He drinks fine cognacs and eats Swiss cheeses – while his people go
hungry. His only belief is in power.’
This rant was making me uncomfortable. At home we never mentioned
the personal lives of the Leaders. Ever. Any such talk was ‘gossip’, and
highly dangerous.
But my uncle was far from finished. He was pacing the room now. ‘Do
you know how Kim Il-sung died?’ he said, pointing at me.
‘A heart attack.’
‘That’s right, and his son drove him to it.’
I looked to Aunt Sang-hee for help, but her expression was as serious as
my uncle’s.
‘Kim Jong-il killed him. By the end of his life his father was a powerless
old man who’d been turned into a god. Kim Jong-il was running the
country. His father had no influence left except in foreign affairs.’

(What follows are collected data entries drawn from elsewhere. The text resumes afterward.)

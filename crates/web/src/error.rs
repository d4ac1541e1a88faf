use axum::{
    Json,
    extract::rejection::JsonRejection,
    http::StatusCode,
    response::{IntoResponse, Response},
};
use credregen_common::RegenerateError;
use serde_json::json;
use thiserror::Error;
use tracing::error;

#[derive(Debug, Error)]
pub enum ApiError {
    #[error("Bad request: {0}")]
    BadRequest(String),
    #[error(transparent)]
    Regenerate(#[from] RegenerateError),
}

impl From<JsonRejection> for ApiError {
    fn from(rejection: JsonRejection) -> Self {
        ApiError::BadRequest(rejection.body_text())
    }
}

impl ApiError {
    fn status(&self) -> StatusCode {
        match self {
            ApiError::BadRequest(_) => StatusCode::BAD_REQUEST,
            ApiError::Regenerate(e) => match e {
                RegenerateError::InvalidName(_) | RegenerateError::Unsupported { .. } => {
                    StatusCode::BAD_REQUEST
                }
                RegenerateError::NotFound(_) | RegenerateError::NoSignedCredentials(_) => {
                    StatusCode::NOT_FOUND
                }
                RegenerateError::Transient(_) | RegenerateError::Cancelled => {
                    StatusCode::SERVICE_UNAVAILABLE
                }
                RegenerateError::Timeout(_) => StatusCode::GATEWAY_TIMEOUT,
                RegenerateError::Generation(_) | RegenerateError::Repository(_) => {
                    StatusCode::INTERNAL_SERVER_ERROR
                }
            },
        }
    }
}

impl IntoResponse for ApiError {
    fn into_response(self) -> Response {
        let status = self.status();
        if status.is_server_error() {
            error!(error = %self, %status, "Request failed");
        }
        (status, Json(json!({ "error": self.to_string() }))).into_response()
    }
}

#[cfg(test)]
mod tests {
    use super::*;
    use credregen_common::{
        CredentialName, InvalidCredentialName, storage::credentials::CredentialRepositoryError,
    };
    use std::time::Duration;

    #[test]
    fn test_status_mapping() {
        let name = CredentialName::parse("/ca").unwrap();
        let cases = [
            (ApiError::BadRequest("x".to_string()), StatusCode::BAD_REQUEST),
            (
                RegenerateError::InvalidName(InvalidCredentialName::Empty).into(),
                StatusCode::BAD_REQUEST,
            ),
            (
                RegenerateError::unsupported_type(&name, credregen_common::CredentialType::Value)
                    .into(),
                StatusCode::BAD_REQUEST,
            ),
            (RegenerateError::NotFound(name.clone()).into(), StatusCode::NOT_FOUND),
            (
                RegenerateError::NoSignedCredentials(name.clone()).into(),
                StatusCode::NOT_FOUND,
            ),
            (
                RegenerateError::Transient("down".to_string()).into(),
                StatusCode::SERVICE_UNAVAILABLE,
            ),
            (RegenerateError::Cancelled.into(), StatusCode::SERVICE_UNAVAILABLE),
            (
                RegenerateError::Timeout(Duration::from_secs(1)).into(),
                StatusCode::GATEWAY_TIMEOUT,
            ),
            (
                RegenerateError::Repository(CredentialRepositoryError::PoisonedLock).into(),
                StatusCode::INTERNAL_SERVER_ERROR,
            ),
        ];

        for (error, expected) in cases {
            assert_eq!(error.into_response().status(), expected);
        }
    }
}
use serde::{Deserialize, Serialize};
use thiserror::Error;

use crate::CredentialName;

/// Default password length = 30 characters
const DEFAULT_PASSWORD_LENGTH: usize = 30;
const MIN_PASSWORD_LENGTH: usize = 4;
const MAX_PASSWORD_LENGTH: usize = 200;
/// Default certificate lifetime = 1 year
const DEFAULT_CERTIFICATE_DURATION_DAYS: u32 = 365;
const MAX_CERTIFICATE_DURATION_DAYS: u32 = 3650;

#[derive(Clone, Debug, Error, PartialEq, Eq)]
#[error("Invalid generation parameters: {0}")]
pub struct InvalidGenerationParameters(pub String);

/// Parameters a generated credential was created with, kept on every version so the
/// credential can be regenerated with the same shape.
#[derive(Clone, Debug, Serialize, Deserialize, PartialEq)]
#[serde(tag = "type", rename_all = "lowercase")]
pub enum GenerationParameters {
    Password(StringGenerationParameters),
    User(UserGenerationParameters),
    Certificate(CertificateGenerationParameters),
    Ssh(SshGenerationParameters),
}

impl GenerationParameters {
    pub fn validate(&self) -> Result<(), InvalidGenerationParameters> {
        match self {
            GenerationParameters::Password(params) => params.validate(),
            GenerationParameters::User(params) => params.password.validate(),
            GenerationParameters::Certificate(params) => params.validate(),
            GenerationParameters::Ssh(_) => Ok(()),
        }
    }
}

#[derive(Clone, Debug, Serialize, Deserialize, PartialEq)]
pub struct StringGenerationParameters {
    /// Defaults to [`DEFAULT_PASSWORD_LENGTH`]
    #[serde(default = "default_password_length")]
    pub length: usize,
    #[serde(default)]
    pub exclude_upper: bool,
    #[serde(default)]
    pub exclude_lower: bool,
    #[serde(default)]
    pub exclude_number: bool,
    #[serde(default)]
    pub include_special: bool,
}

impl Default for StringGenerationParameters {
    fn default() -> Self {
        Self {
            length: DEFAULT_PASSWORD_LENGTH,
            exclude_upper: false,
            exclude_lower: false,
            exclude_number: false,
            include_special: false,
        }
    }
}

impl StringGenerationParameters {
    pub fn validate(&self) -> Result<(), InvalidGenerationParameters> {
        if !(MIN_PASSWORD_LENGTH..=MAX_PASSWORD_LENGTH).contains(&self.length) {
            return Err(InvalidGenerationParameters(format!(
                "password length must be between {MIN_PASSWORD_LENGTH} and {MAX_PASSWORD_LENGTH}, got {}",
                self.length
            )));
        }
        if self.exclude_upper && self.exclude_lower && self.exclude_number && !self.include_special
        {
            return Err(InvalidGenerationParameters(
                "all character classes are excluded".to_string(),
            ));
        }
        Ok(())
    }
}

#[derive(Clone, Debug, Default, Serialize, Deserialize, PartialEq)]
pub struct UserGenerationParameters {
    /// Fixed username; a random one is generated when absent
    #[serde(default)]
    pub username: Option<String>,
    #[serde(default)]
    pub password: StringGenerationParameters,
}

#[derive(Clone, Debug, Serialize, Deserialize, PartialEq)]
pub struct CertificateGenerationParameters {
    pub common_name: String,
    /// Name of the certificate authority credential that signs this certificate
    #[serde(default)]
    pub ca: Option<CredentialName>,
    #[serde(default)]
    pub is_ca: bool,
    #[serde(default)]
    pub self_sign: bool,
    /// Lifetime in days
    /// Defaults to [`DEFAULT_CERTIFICATE_DURATION_DAYS`]
    #[serde(default = "default_certificate_duration")]
    pub duration: u32,
}

impl CertificateGenerationParameters {
    pub fn validate(&self) -> Result<(), InvalidGenerationParameters> {
        if self.common_name.trim().is_empty() {
            return Err(InvalidGenerationParameters(
                "certificate common_name cannot be empty".to_string(),
            ));
        }
        if self.ca.is_some() && self.self_sign {
            return Err(InvalidGenerationParameters(
                "certificate cannot set both ca and self_sign".to_string(),
            ));
        }
        if self.ca.is_none() && !self.self_sign && !self.is_ca {
            return Err(InvalidGenerationParameters(
                "certificate requires a signing ca, self_sign or is_ca".to_string(),
            ));
        }
        if !(1..=MAX_CERTIFICATE_DURATION_DAYS).contains(&self.duration) {
            return Err(InvalidGenerationParameters(format!(
                "certificate duration must be between 1 and {MAX_CERTIFICATE_DURATION_DAYS} days, got {}",
                self.duration
            )));
        }
        Ok(())
    }

    /// Whether the certificate signs itself rather than being issued by `ca`
    pub fn is_self_signed(&self) -> bool {
        self.ca.is_none()
    }
}

#[derive(Clone, Debug, Default, Serialize, Deserialize, PartialEq)]
pub struct SshGenerationParameters {
    #[serde(default)]
    pub ssh_comment: Option<String>,
}

fn default_password_length() -> usize {
    DEFAULT_PASSWORD_LENGTH
}

fn default_certificate_duration() -> u32 {
    DEFAULT_CERTIFICATE_DURATION_DAYS
}

#[cfg(test)]
mod tests {
    use super::*;

    fn certificate_params() -> CertificateGenerationParameters {
        CertificateGenerationParameters {
            common_name: "leaf.example.com".to_string(),
            ca: Some(CredentialName::parse("/example-ca").unwrap()),
            is_ca: false,
            self_sign: false,
            duration: 365,
        }
    }

    #[test]
    fn test_string_parameter_validation() {
        assert!(StringGenerationParameters::default().validate().is_ok());

        let too_short = StringGenerationParameters {
            length: 3,
            ..Default::default()
        };
        let result = too_short.validate();
        assert!(result.is_err());
        assert!(result.unwrap_err().to_string().contains("between 4 and 200"));

        let too_long = StringGenerationParameters {
            length: 201,
            ..Default::default()
        };
        assert!(too_long.validate().is_err());

        let nothing_left = StringGenerationParameters {
            exclude_upper: true,
            exclude_lower: true,
            exclude_number: true,
            ..Default::default()
        };
        assert!(nothing_left.validate().is_err());

        let only_special = StringGenerationParameters {
            include_special: true,
            ..nothing_left
        };
        assert!(only_special.validate().is_ok());
    }

    #[test]
    fn test_certificate_parameter_validation() {
        assert!(certificate_params().validate().is_ok());

        let no_signer = CertificateGenerationParameters {
            ca: None,
            ..certificate_params()
        };
        assert!(no_signer.validate().is_err());

        let root = CertificateGenerationParameters {
            ca: None,
            is_ca: true,
            ..certificate_params()
        };
        assert!(root.validate().is_ok());
        assert!(root.is_self_signed());

        let conflicting = CertificateGenerationParameters {
            self_sign: true,
            ..certificate_params()
        };
        assert!(conflicting.validate().is_err());

        let blank_name = CertificateGenerationParameters {
            common_name: "  ".to_string(),
            ..certificate_params()
        };
        assert!(blank_name.validate().is_err());

        let forever = CertificateGenerationParameters {
            duration: 3651,
            ..certificate_params()
        };
        assert!(forever.validate().is_err());
    }

    #[test]
    fn test_deserialize_applies_defaults() {
        let params: GenerationParameters =
            serde_json::from_str(r#"{"type":"password"}"#).unwrap();
        assert_eq!(
            params,
            GenerationParameters::Password(StringGenerationParameters::default())
        );

        let params: GenerationParameters = serde_json::from_str(
            r#"{"type":"certificate","common_name":"leaf","ca":"example-ca"}"#,
        )
        .unwrap();
        match params {
            GenerationParameters::Certificate(cert) => {
                assert_eq!(cert.duration, 365);
                assert_eq!(cert.ca.unwrap().as_str(), "/example-ca");
            }
            other => panic!("unexpected parameters: {other:?}"),
        }
    }
}
use std::{future::Future, time::Duration};

use thiserror::Error;

use crate::{
    BulkRegenerateResults, CredentialName, CredentialType, CredentialView, InvalidCredentialName,
    storage::credentials::CredentialRepositoryError,
};

#[derive(Clone, Debug, Error)]
pub enum RegenerateError {
    #[error("{0}")]
    InvalidName(#[from] InvalidCredentialName),
    #[error("Credential not found: {0}")]
    NotFound(CredentialName),
    #[error("No credentials are signed by {0}")]
    NoSignedCredentials(CredentialName),
    #[error("Credential {name} cannot be regenerated: {reason}")]
    Unsupported { name: CredentialName, reason: String },
    #[error("Credential store unavailable: {0}")]
    Transient(String),
    #[error("Generation error: {0}")]
    Generation(String),
    #[error("Bulk regeneration timed out after {0:?}")]
    Timeout(Duration),
    #[error("Regeneration cancelled by shutdown")]
    Cancelled,
    #[error("Repository error: {0}")]
    Repository(CredentialRepositoryError),
}

impl RegenerateError {
    pub fn unsupported_type(name: &CredentialName, credential_type: CredentialType) -> Self {
        RegenerateError::Unsupported {
            name: name.clone(),
            reason: format!("credentials of type {credential_type} are not generated"),
        }
    }

    /// Unknown credential or signer
    pub fn is_not_found(&self) -> bool {
        matches!(
            self,
            RegenerateError::NotFound(_) | RegenerateError::NoSignedCredentials(_)
        )
    }
}

impl From<CredentialRepositoryError> for RegenerateError {
    fn from(err: CredentialRepositoryError) -> Self {
        if err.is_transient() {
            RegenerateError::Transient(err.to_string())
        } else {
            RegenerateError::Repository(err)
        }
    }
}

/// Entry point for credential regeneration requests.
///
/// Implemented by the production regenerator and by test doubles; callers such as the
/// HTTP layer only depend on this trait.
pub trait RegenerateHandler: Clone + Send + Sync + 'static {
    /// Produces a new version of the named credential
    fn handle_regenerate(
        &self,
        credential_name: &str,
    ) -> impl Future<Output = Result<CredentialView, RegenerateError>> + Send;

    /// Regenerates every credential signed by `signer_name`
    fn handle_bulk_regenerate(
        &self,
        signer_name: &str,
    ) -> impl Future<Output = Result<BulkRegenerateResults, RegenerateError>> + Send;
}

#[cfg(test)]
mod tests {
    use super::*;

    #[test]
    fn test_transient_repository_errors_stay_retryable() {
        let err: RegenerateError = CredentialRepositoryError::Unavailable("down".to_string()).into();
        assert!(matches!(err, RegenerateError::Transient(_)));

        let err: RegenerateError = CredentialRepositoryError::PoisonedLock.into();
        assert!(matches!(
            err,
            RegenerateError::Repository(CredentialRepositoryError::PoisonedLock)
        ));
    }

    #[test]
    fn test_not_found_classification() {
        let name = CredentialName::parse("/ca").unwrap();
        assert!(RegenerateError::NotFound(name.clone()).is_not_found());
        assert!(RegenerateError::NoSignedCredentials(name.clone()).is_not_found());
        assert!(!RegenerateError::unsupported_type(&name, CredentialType::Value).is_not_found());
        assert_eq!(
            RegenerateError::unsupported_type(&name, CredentialType::Json).to_string(),
            "Credential /ca cannot be regenerated: credentials of type json are not generated"
        );
    }
}
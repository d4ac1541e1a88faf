use std::{future::Future, time::Duration};

use credregen_common::storage::credentials::CredentialRepositoryError;
use rand::Rng;
use tracing::{debug, warn};

/// Bounded exponential backoff for transient credential store failures
#[derive(Clone, Debug, PartialEq)]
pub struct RetryPolicy {
    /// Total attempts, including the first one
    pub max_attempts: u32,
    pub initial_backoff: Duration,
    pub max_backoff: Duration,
}

impl Default for RetryPolicy {
    fn default() -> Self {
        Self {
            max_attempts: 3,
            initial_backoff: Duration::from_millis(100),
            max_backoff: Duration::from_secs(2),
        }
    }
}

impl RetryPolicy {
    /// Backoff before retry number `attempt` (zero based): doubles each time with ±10% jitter,
    /// capped at `max_backoff`
    pub fn backoff_duration(&self, attempt: u32) -> Duration {
        let base_ms = self.initial_backoff.as_millis() as f64;
        let backoff_ms = base_ms * 2f64.powi(attempt.min(30) as i32);
        let jitter = rand::rng().random_range(0.9..=1.1);
        Duration::from_millis((backoff_ms * jitter) as u64).min(self.max_backoff)
    }
}

/// Runs `operation` until it succeeds, fails with a non-transient error, or the policy's
/// attempts are used up. The last error is returned.
pub async fn retry_transient<F, Fut, T>(
    policy: &RetryPolicy,
    operation_name: &str,
    mut operation: F,
) -> Result<T, CredentialRepositoryError>
where
    F: FnMut() -> Fut,
    Fut: Future<Output = Result<T, CredentialRepositoryError>>,
{
    let mut attempt = 0;
    loop {
        match operation().await {
            Ok(result) => return Ok(result),
            Err(e) if e.is_transient() && attempt + 1 < policy.max_attempts => {
                let backoff = policy.backoff_duration(attempt);
                warn!(
                    operation = operation_name,
                    attempt = attempt + 1,
                    max_attempts = policy.max_attempts,
                    error = %e,
                    "Transient credential store failure"
                );
                debug!(
                    operation = operation_name,
                    backoff_ms = backoff.as_millis() as u64,
                    "Backing off before next retry"
                );
                tokio::time::sleep(backoff).await;
                attempt += 1;
            }
            Err(e) => return Err(e),
        }
    }
}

My uncle’s theory was this: just before Kim Il-sung died, former US
president Jimmy Carter had visited him to open the way for a summit with
sitting US president Bill Clinton. As his legacy to Korea Kim Il-sung was
willing to make the peninsula nuclear-free, and told Carter that North Korea
would give up its nuclear weapons programme. This incensed Kim Jong-il,
who set about blocking the summit. The two had a blazing row. Kim Il-sung
got so worked up that his heart failed.
I refused to believe this nonsense. But at the same time parts of it rang
true. I’d heard rumours at school that beautiful girls were selected for the
Dear Leader’s pleasure, and I’d seen for myself on the television news that
he hadn’t been fasting on simple meals of rice balls during the famine as the
propaganda claimed. In truth I didn’t know what to think. And so a shutter
came down in my mind. My response, as a seventeen-year-old girl, was to
enjoy the ice cream. What my uncle said about my country had a depressing
and a repelling effect on me. I did not want to know.
Uncle Jung-gil ran a trading company. He had started off by selling
pharmaceuticals to South Korea but his business had diversified and
prospered. He drove a new Audi. Aunt Sang-hee was a pharmacist. They
had a grown-up son who lived in another province. Both of them were
talkative and extroverted, and loved dining out, dancing and socializing.
Before they took me on my first night out in Shenyang, they suggested I
assumed a new name. This was for my own protection. The name they
concocted for me was Chae Mi-ran. I liked it. It seemed fun to use an alias.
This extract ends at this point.